Go through the records and count the lines where the string "contents" occurs. Reply with the number only.
---
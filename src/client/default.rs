// ABOUTME: Default broker client owning the socket, the reader task, and the correlator
// ABOUTME: Exposes started (handle-returning) and completing forms of every broker operation

use crate::client::error::{BosswaveError, BosswaveResult};
use crate::client::request::set_entity_frame;
use crate::client::router::Router;
use crate::client::types::{
    ListRequest, ListStream, MakeChainRequest, MakeDotRequest, MakeEntityRequest, Message,
    MessageStream, PendingResponse, PublishRequest, QueryRequest, Response, SubscribeRequest,
};
use crate::connection::{FrameReader, FrameWriter};
use crate::frame::{Command, Frame, PayloadObject, RoutingObject};
use bytes::Bytes;
use std::path::Path;
use std::sync::Arc;
use std::sync::atomic::{AtomicBool, Ordering};
use tokio::net::{TcpStream, ToSocketAddrs};
use tokio::sync::Mutex;
use tokio::task::JoinHandle;

/// Established connection with a broker agent.
///
/// Owns the socket, the pending request tables, and the background reader
/// task. All operations take `&self`: outbound frames are serialized by the
/// writer lock and inbound dispatch is serialized by the single reader.
///
/// Every operation has two forms. The `start_*` form registers the request,
/// writes the frame, and returns immediately with awaitable handles; the
/// plain form drives those handles to completion and translates a non-okay
/// response into [`BosswaveError::RequestFailed`].
#[derive(Debug)]
pub struct BosswaveClient {
    writer: Mutex<FrameWriter>,
    router: Arc<Router>,
    reader_handle: JoinHandle<()>,
    closed: AtomicBool,
}

impl BosswaveClient {
    /// Connect to the broker agent at `addr`.
    ///
    /// The broker must greet with a `helo` frame before anything else; the
    /// greeting is read on the connecting task and the background reader
    /// starts only once it has been validated.
    pub async fn connect(addr: impl ToSocketAddrs) -> BosswaveResult<BosswaveClient> {
        let socket = TcpStream::connect(addr).await?;
        let (read_half, write_half) = socket.into_split();
        let mut reader = FrameReader::new(read_half);

        let greeting = reader
            .read_frame()
            .await
            .map_err(BosswaveError::from)?
            .ok_or(BosswaveError::ConnectionClosed)?;
        if greeting.command() != Command::HELLO {
            return Err(BosswaveError::Handshake(greeting.command().to_string()));
        }
        tracing::debug!("broker greeting accepted");

        let router = Arc::new(Router::new());
        let reader_handle = tokio::spawn(read_loop(reader, Arc::clone(&router)));

        Ok(BosswaveClient {
            writer: Mutex::new(FrameWriter::new(write_half)),
            router,
            reader_handle,
            closed: AtomicBool::new(false),
        })
    }

    /// Tear down the connection. Pending waiters are released with a
    /// connection-closed failure; closing twice is a no-op.
    pub async fn close(&self) -> BosswaveResult<()> {
        if self.closed.swap(true, Ordering::AcqRel) {
            return Ok(());
        }
        self.reader_handle.abort();
        {
            let mut writer = self.writer.lock().await;
            if let Err(e) = writer.shutdown().await {
                tracing::debug!(error = %e, "error shutting down socket");
            }
        }
        self.router.fail_all();
        Ok(())
    }

    /// Whether [`close`](Self::close) has been called.
    pub fn is_closed(&self) -> bool {
        self.closed.load(Ordering::Acquire)
    }

    /// Write `frame` under the write lock. Registration has already
    /// happened, so a failed write must release the request's table slots.
    async fn send_frame(&self, seq_num: u32, frame: &Frame) -> BosswaveResult<()> {
        if self.is_closed() {
            self.router.deregister(seq_num);
            return Err(BosswaveError::ConnectionClosed);
        }
        let written = {
            let mut writer = self.writer.lock().await;
            writer.write_frame(frame).await
        };
        if let Err(e) = written {
            self.router.deregister(seq_num);
            return Err(BosswaveError::Connection(e));
        }
        Ok(())
    }

    /// Issue a publish (or persist) without waiting for the outcome.
    pub async fn start_publish(&self, request: &PublishRequest) -> BosswaveResult<PendingResponse> {
        let (seq_num, rx) = self.router.register_response();
        self.send_frame(seq_num, &request.to_frame(seq_num)).await?;
        Ok(PendingResponse::new(rx))
    }

    /// Publish and wait for the broker's verdict.
    pub async fn publish(&self, request: &PublishRequest) -> BosswaveResult<()> {
        let response = self.start_publish(request).await?.response().await?;
        okay_or_failed(response).map(|_| ())
    }

    /// Issue a subscribe without waiting for acceptance.
    pub async fn start_subscribe(
        &self,
        request: &SubscribeRequest,
    ) -> BosswaveResult<(PendingResponse, MessageStream)> {
        let (seq_num, rx, results) = self.router.register_streaming();
        self.send_frame(seq_num, &request.to_frame(seq_num)).await?;
        Ok((PendingResponse::new(rx), MessageStream::new(results)))
    }

    /// Subscribe and wait for the broker to accept; matching messages then
    /// arrive on the returned stream.
    pub async fn subscribe(&self, request: &SubscribeRequest) -> BosswaveResult<MessageStream> {
        let (pending, stream) = self.start_subscribe(request).await?;
        okay_or_failed(pending.response().await?)?;
        Ok(stream)
    }

    /// Issue a list without waiting for any children.
    pub async fn start_list(
        &self,
        request: &ListRequest,
    ) -> BosswaveResult<(PendingResponse, ListStream)> {
        let (seq_num, rx, children) = self.router.register_list();
        self.send_frame(seq_num, &request.to_frame(seq_num)).await?;
        Ok((PendingResponse::new(rx), ListStream::new(children)))
    }

    /// List the immediate children of a URI, accumulated in arrival order.
    pub async fn list(&self, request: &ListRequest) -> BosswaveResult<Vec<String>> {
        let (pending, mut stream) = self.start_list(request).await?;
        let mut children = Vec::new();
        loop {
            match stream.next_item().await {
                Some(Some(child)) => children.push(child),
                Some(None) => return Ok(children),
                None => return Err(stream_failure(pending).await),
            }
        }
    }

    /// Issue a query without waiting for any results.
    pub async fn start_query(
        &self,
        request: &QueryRequest,
    ) -> BosswaveResult<(PendingResponse, MessageStream)> {
        let (seq_num, rx, results) = self.router.register_streaming();
        self.send_frame(seq_num, &request.to_frame(seq_num)).await?;
        Ok((PendingResponse::new(rx), MessageStream::new(results)))
    }

    /// Query persisted messages, accumulated in arrival order up to the
    /// finishing result.
    pub async fn query(&self, request: &QueryRequest) -> BosswaveResult<Vec<Message>> {
        let (pending, mut stream) = self.start_query(request).await?;
        let mut results = Vec::new();
        loop {
            match stream.next_event().await {
                Some(event) if event.finished => return Ok(results),
                Some(event) => results.push(event.message),
                None => return Err(stream_failure(pending).await),
            }
        }
    }

    /// Install `entity` as this connection's acting entity, without waiting.
    pub async fn start_set_entity(
        &self,
        entity: impl Into<Bytes>,
    ) -> BosswaveResult<PendingResponse> {
        let (seq_num, rx) = self.router.register_response();
        self.send_frame(seq_num, &set_entity_frame(seq_num, entity.into()))
            .await?;
        Ok(PendingResponse::new(rx))
    }

    /// Install `entity` as this connection's acting entity. Returns the
    /// entity's verifying key.
    pub async fn set_entity(&self, entity: impl Into<Bytes>) -> BosswaveResult<String> {
        let response = self.start_set_entity(entity).await?.response().await?;
        let response = okay_or_failed(response)?;
        require_text(&response, "vk")
    }

    /// Read an entity key file, discard the single leading format marker
    /// byte, and install the remainder as the acting entity.
    pub async fn set_entity_from_file(&self, path: impl AsRef<Path>) -> BosswaveResult<String> {
        let contents = tokio::fs::read(path).await?;
        if contents.is_empty() {
            return Err(BosswaveError::InvalidData(
                "entity key file is empty".to_string(),
            ));
        }
        self.set_entity(Bytes::from(contents).slice(1..)).await
    }

    /// Ask the broker to mint a new entity, without waiting.
    pub async fn start_make_entity(
        &self,
        request: &MakeEntityRequest,
    ) -> BosswaveResult<PendingResponse> {
        let (seq_num, rx) = self.router.register_response();
        self.send_frame(seq_num, &request.to_frame(seq_num)).await?;
        Ok(PendingResponse::new(rx))
    }

    /// Mint a new entity. Returns the verifying key and the raw entity
    /// blob, which arrives as the response's single payload object.
    pub async fn make_entity(&self, request: &MakeEntityRequest) -> BosswaveResult<(String, Bytes)> {
        let response = okay_or_failed(self.start_make_entity(request).await?.response().await?)?;
        let po = single_payload_object(&response)?;
        let vk = require_text(&response, "vk")?;
        Ok((vk, po.content().clone()))
    }

    /// Ask the broker to mint a declaration of trust, without waiting.
    pub async fn start_make_dot(
        &self,
        request: &MakeDotRequest,
    ) -> BosswaveResult<PendingResponse> {
        let (seq_num, rx) = self.router.register_response();
        self.send_frame(seq_num, &request.to_frame(seq_num)).await?;
        Ok(PendingResponse::new(rx))
    }

    /// Mint a declaration of trust. Returns its hash and the raw DOT blob,
    /// which arrives as the response's single payload object.
    pub async fn make_dot(&self, request: &MakeDotRequest) -> BosswaveResult<(String, Bytes)> {
        let response = okay_or_failed(self.start_make_dot(request).await?.response().await?)?;
        let po = single_payload_object(&response)?;
        let hash = require_text(&response, "hash")?;
        Ok((hash, po.content().clone()))
    }

    /// Ask the broker to compose a permission chain, without waiting.
    pub async fn start_make_chain(
        &self,
        request: &MakeChainRequest,
    ) -> BosswaveResult<PendingResponse> {
        let (seq_num, rx) = self.router.register_response();
        self.send_frame(seq_num, &request.to_frame(seq_num)).await?;
        Ok(PendingResponse::new(rx))
    }

    /// Compose a permission chain. Returns its hash and the chain itself,
    /// which arrives as the response's single routing object.
    pub async fn make_chain(
        &self,
        request: &MakeChainRequest,
    ) -> BosswaveResult<(String, RoutingObject)> {
        let response = okay_or_failed(self.start_make_chain(request).await?.response().await?)?;
        let ro = single_routing_object(&response)?.clone();
        let hash = require_text(&response, "hash")?;
        Ok((hash, ro))
    }
}

/// Reader task: the only reader of the socket. Routes every inbound frame,
/// then releases all pending requests once the stream ends.
async fn read_loop(mut reader: FrameReader, router: Arc<Router>) {
    loop {
        match reader.read_frame().await {
            Ok(Some(frame)) => router.dispatch(frame),
            Ok(None) => {
                tracing::debug!("broker closed the connection");
                break;
            }
            Err(e) => {
                tracing::warn!(error = %e, "reader shutting down");
                break;
            }
        }
    }
    router.fail_all();
}

fn okay_or_failed(response: Response) -> BosswaveResult<Response> {
    if response.is_okay() {
        Ok(response)
    } else {
        Err(BosswaveError::RequestFailed(response.reason().to_string()))
    }
}

/// A stream that closed without its completion sentinel was torn down by an
/// error response or by connection loss; recover which from the response.
async fn stream_failure(pending: PendingResponse) -> BosswaveError {
    match pending.response().await {
        Ok(response) if !response.is_okay() => {
            BosswaveError::RequestFailed(response.reason().to_string())
        }
        Ok(_) => BosswaveError::ConnectionClosed,
        Err(e) => e,
    }
}

fn single_payload_object(response: &Response) -> BosswaveResult<&PayloadObject> {
    match response.payload_objects() {
        [po] => Ok(po),
        _ => Err(BosswaveError::ResponseShape(
            "Too few payload objects in response".to_string(),
        )),
    }
}

fn single_routing_object(response: &Response) -> BosswaveResult<&RoutingObject> {
    match response.routing_objects() {
        [ro] => Ok(ro),
        _ => Err(BosswaveError::ResponseShape(
            "Too few routing objects in response".to_string(),
        )),
    }
}

fn require_text(response: &Response, key: &str) -> BosswaveResult<String> {
    response
        .first_text(key)
        .map(|value| value.into_owned())
        .ok_or_else(|| BosswaveError::ResponseShape(format!("response carries no {key}")))
}
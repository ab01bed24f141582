// ABOUTME: Provides the TCP transport for the broker's frame protocol
// ABOUTME: Implements buffered frame reads and atomic frame writes over a split stream

use crate::codec::CodecError;
use crate::frame::Frame;
use bytes::{Buf, BytesMut};
use std::io::{self, Cursor};
use tokio::io::{AsyncReadExt, AsyncWriteExt, BufWriter};
use tokio::net::tcp::{OwnedReadHalf, OwnedWriteHalf};

/// Read side of a broker connection.
///
/// Exactly one `FrameReader` exists per connection. After the greeting has
/// been validated it moves into the background reader task, which from then
/// on is the only task that ever reads from the socket.
#[derive(Debug)]
pub struct FrameReader {
    stream: OwnedReadHalf,

    // The buffer for reading frames.
    buffer: BytesMut,
}

impl FrameReader {
    /// Create a new `FrameReader` backed by the read half of a socket.
    pub fn new(stream: OwnedReadHalf) -> FrameReader {
        FrameReader {
            stream,
            // A 4KB read buffer covers typical broker frames; large payload
            // objects grow it on demand.
            buffer: BytesMut::with_capacity(4 * 1024),
        }
    }

    /// Read a single `Frame` value from the underlying stream.
    ///
    /// The function waits until it has retrieved enough data to parse a
    /// frame. Any data remaining in the read buffer after the frame has been
    /// parsed is kept there for the next call to `read_frame`.
    ///
    /// # Returns
    ///
    /// On success, the received frame is returned. If the stream is closed
    /// in a way that doesn't break a frame in half, it returns `None`.
    /// Otherwise, an error is returned.
    pub async fn read_frame(&mut self) -> crate::Result<Option<Frame>> {
        loop {
            // Attempt to parse a frame from the buffered data. If enough
            // data has been buffered, the frame is returned.
            if let Some(frame) = self.parse_frame()? {
                return Ok(Some(frame));
            }

            // There is not enough buffered data to read a frame. Attempt to
            // read more data from the socket. `0` indicates "end of stream".
            if 0 == self.stream.read_buf(&mut self.buffer).await? {
                // The remote closed the connection. For this to be a clean
                // shutdown, there should be no data in the read buffer. If
                // there is, the peer closed the socket while sending a frame.
                return self.buffer.is_empty().then(|| None).ok_or_else(|| {
                    io::Error::new(io::ErrorKind::ConnectionReset, "connection reset by peer")
                        .into()
                });
            }
        }
    }

    /// Tries to parse a frame from the buffer. If the buffer contains a
    /// complete frame, it is returned and its bytes removed from the buffer.
    /// If not enough data has been buffered yet, `Ok(None)` is returned. If
    /// the buffered data does not represent a valid frame, `Err` is
    /// returned.
    fn parse_frame(&mut self) -> crate::Result<Option<Frame>> {
        let mut buf = Cursor::new(&self.buffer[..]);

        match Frame::parse(&mut buf) {
            Ok(frame) => {
                // Discard the parsed data from the read buffer.
                let len = buf.position() as usize;
                self.buffer.advance(len);
                Ok(Some(frame))
            }
            // Not enough data present in the read buffer to parse a single
            // frame. We must wait for more data to be received from the
            // socket; this is an expected runtime condition, not an error.
            Err(CodecError::Incomplete) => Ok(None),
            // The connection is now in an invalid state; there is no way to
            // find the start of the next frame mid-stream.
            Err(e) => Err(e.into()),
        }
    }
}

/// Write side of a broker connection.
///
/// A frame is encoded into a single buffer and flushed as one write, so two
/// senders can never interleave bytes as long as access is serialized by
/// the connection's write lock.
#[derive(Debug)]
pub struct FrameWriter {
    stream: BufWriter<OwnedWriteHalf>,
}

impl FrameWriter {
    /// Create a new `FrameWriter` backed by the write half of a socket.
    pub fn new(stream: OwnedWriteHalf) -> FrameWriter {
        FrameWriter {
            stream: BufWriter::new(stream),
        }
    }

    /// Write a single `Frame` value to the underlying stream, flushing it
    /// out as one contiguous byte sequence.
    pub async fn write_frame(&mut self, frame: &Frame) -> io::Result<()> {
        let mut buf = BytesMut::new();
        frame.encode(&mut buf);
        self.stream.write_all(&buf).await?;
        self.stream.flush().await
    }

    /// Shut down the write half, telling the broker we are done.
    pub async fn shutdown(&mut self) -> io::Result<()> {
        self.stream.shutdown().await
    }
}
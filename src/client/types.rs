// ABOUTME: Supporting types for broker operations including responses, streamed results, and request options
// ABOUTME: Provides typed request values with builder methods and sensible defaults for each operation

use crate::client::error::{BosswaveError, BosswaveResult};
use crate::frame::{Frame, PayloadObject, RoutingObject};
use bytes::Bytes;
use chrono::{DateTime, Utc};
use std::borrow::Cow;
use std::time::Duration;
use tokio::sync::{mpsc, oneshot};

/// Terminal record for a single request.
///
/// Carries the broker's status tag and reason text along with the full
/// contents of the `resp` frame, since operations such as make-entity
/// return their artifacts as response payload objects.
#[derive(Debug)]
pub struct Response {
    status: String,
    reason: String,
    kv_pairs: Vec<(String, Bytes)>,
    routing_objects: Vec<RoutingObject>,
    payload_objects: Vec<PayloadObject>,
}

impl Response {
    pub(crate) fn from_frame(frame: Frame) -> Response {
        let status = frame
            .first_text("status")
            .map(Cow::into_owned)
            .unwrap_or_default();
        let reason = frame
            .first_text("reason")
            .map(Cow::into_owned)
            .unwrap_or_default();
        let (kv_pairs, routing_objects, payload_objects) = frame.into_parts();
        Response {
            status,
            reason,
            kv_pairs,
            routing_objects,
            payload_objects,
        }
    }

    /// `true` when the broker reported success. A response without any
    /// status at all counts as a failure.
    pub fn is_okay(&self) -> bool {
        self.status == "okay"
    }

    pub fn status(&self) -> &str {
        &self.status
    }

    pub fn reason(&self) -> &str {
        &self.reason
    }

    pub fn kv_pairs(&self) -> &[(String, Bytes)] {
        &self.kv_pairs
    }

    pub fn routing_objects(&self) -> &[RoutingObject] {
        &self.routing_objects
    }

    pub fn payload_objects(&self) -> &[PayloadObject] {
        &self.payload_objects
    }

    /// First value recorded under `key`, if any.
    pub fn first_value(&self, key: &str) -> Option<&Bytes> {
        self.kv_pairs.iter().find(|(k, _)| k == key).map(|(_, v)| v)
    }

    /// First value under `key` as text, with invalid UTF-8 replaced.
    pub fn first_text(&self, key: &str) -> Option<Cow<'_, str>> {
        self.first_value(key).map(|v| String::from_utf8_lossy(v))
    }
}

/// A streamed, non-terminal record delivered for subscribe and query
/// requests.
#[derive(Debug, Clone)]
pub struct Message {
    pub from: Option<String>,
    pub uri: Option<String>,
    routing_objects: Vec<RoutingObject>,
    payload_objects: Vec<PayloadObject>,
}

impl Message {
    pub(crate) fn from_frame(frame: Frame) -> Message {
        let from = frame.first_text("from").map(Cow::into_owned);
        let uri = frame.first_text("uri").map(Cow::into_owned);
        // The broker echoes the originating request's unpack flag; when it
        // says false the frame's objects are withheld from the caller.
        let unpacked = frame
            .first_text("unpack")
            .is_none_or(|v| !v.eq_ignore_ascii_case("false"));
        let (_, routing_objects, payload_objects) = frame.into_parts();
        if unpacked {
            Message {
                from,
                uri,
                routing_objects,
                payload_objects,
            }
        } else {
            Message {
                from,
                uri,
                routing_objects: Vec::new(),
                payload_objects: Vec::new(),
            }
        }
    }

    pub fn routing_objects(&self) -> &[RoutingObject] {
        &self.routing_objects
    }

    pub fn payload_objects(&self) -> &[PayloadObject] {
        &self.payload_objects
    }
}

/// A streamed result together with the carrying frame's finished flag.
#[derive(Debug)]
pub(crate) struct ResultEvent {
    pub(crate) message: Message,
    pub(crate) finished: bool,
}

/// Awaitable handle for a request's terminal response.
///
/// Returned by the `start_*` operations. Dropping the handle detaches from
/// the response without cancelling the request.
#[derive(Debug)]
pub struct PendingResponse {
    rx: oneshot::Receiver<Response>,
}

impl PendingResponse {
    pub(crate) fn new(rx: oneshot::Receiver<Response>) -> PendingResponse {
        PendingResponse { rx }
    }

    /// Wait for the broker's terminal response.
    pub async fn response(self) -> BosswaveResult<Response> {
        self.rx.await.map_err(|_| BosswaveError::ConnectionClosed)
    }
}

/// Stream of [`Message`] results for a subscribe or query request.
#[derive(Debug)]
pub struct MessageStream {
    rx: mpsc::UnboundedReceiver<ResultEvent>,
}

impl MessageStream {
    pub(crate) fn new(rx: mpsc::UnboundedReceiver<ResultEvent>) -> MessageStream {
        MessageStream { rx }
    }

    /// Next streamed message, or `None` once the stream has terminated.
    pub async fn next(&mut self) -> Option<Message> {
        self.rx.recv().await.map(|event| event.message)
    }

    pub(crate) async fn next_event(&mut self) -> Option<ResultEvent> {
        self.rx.recv().await
    }
}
---
Exercise output: 4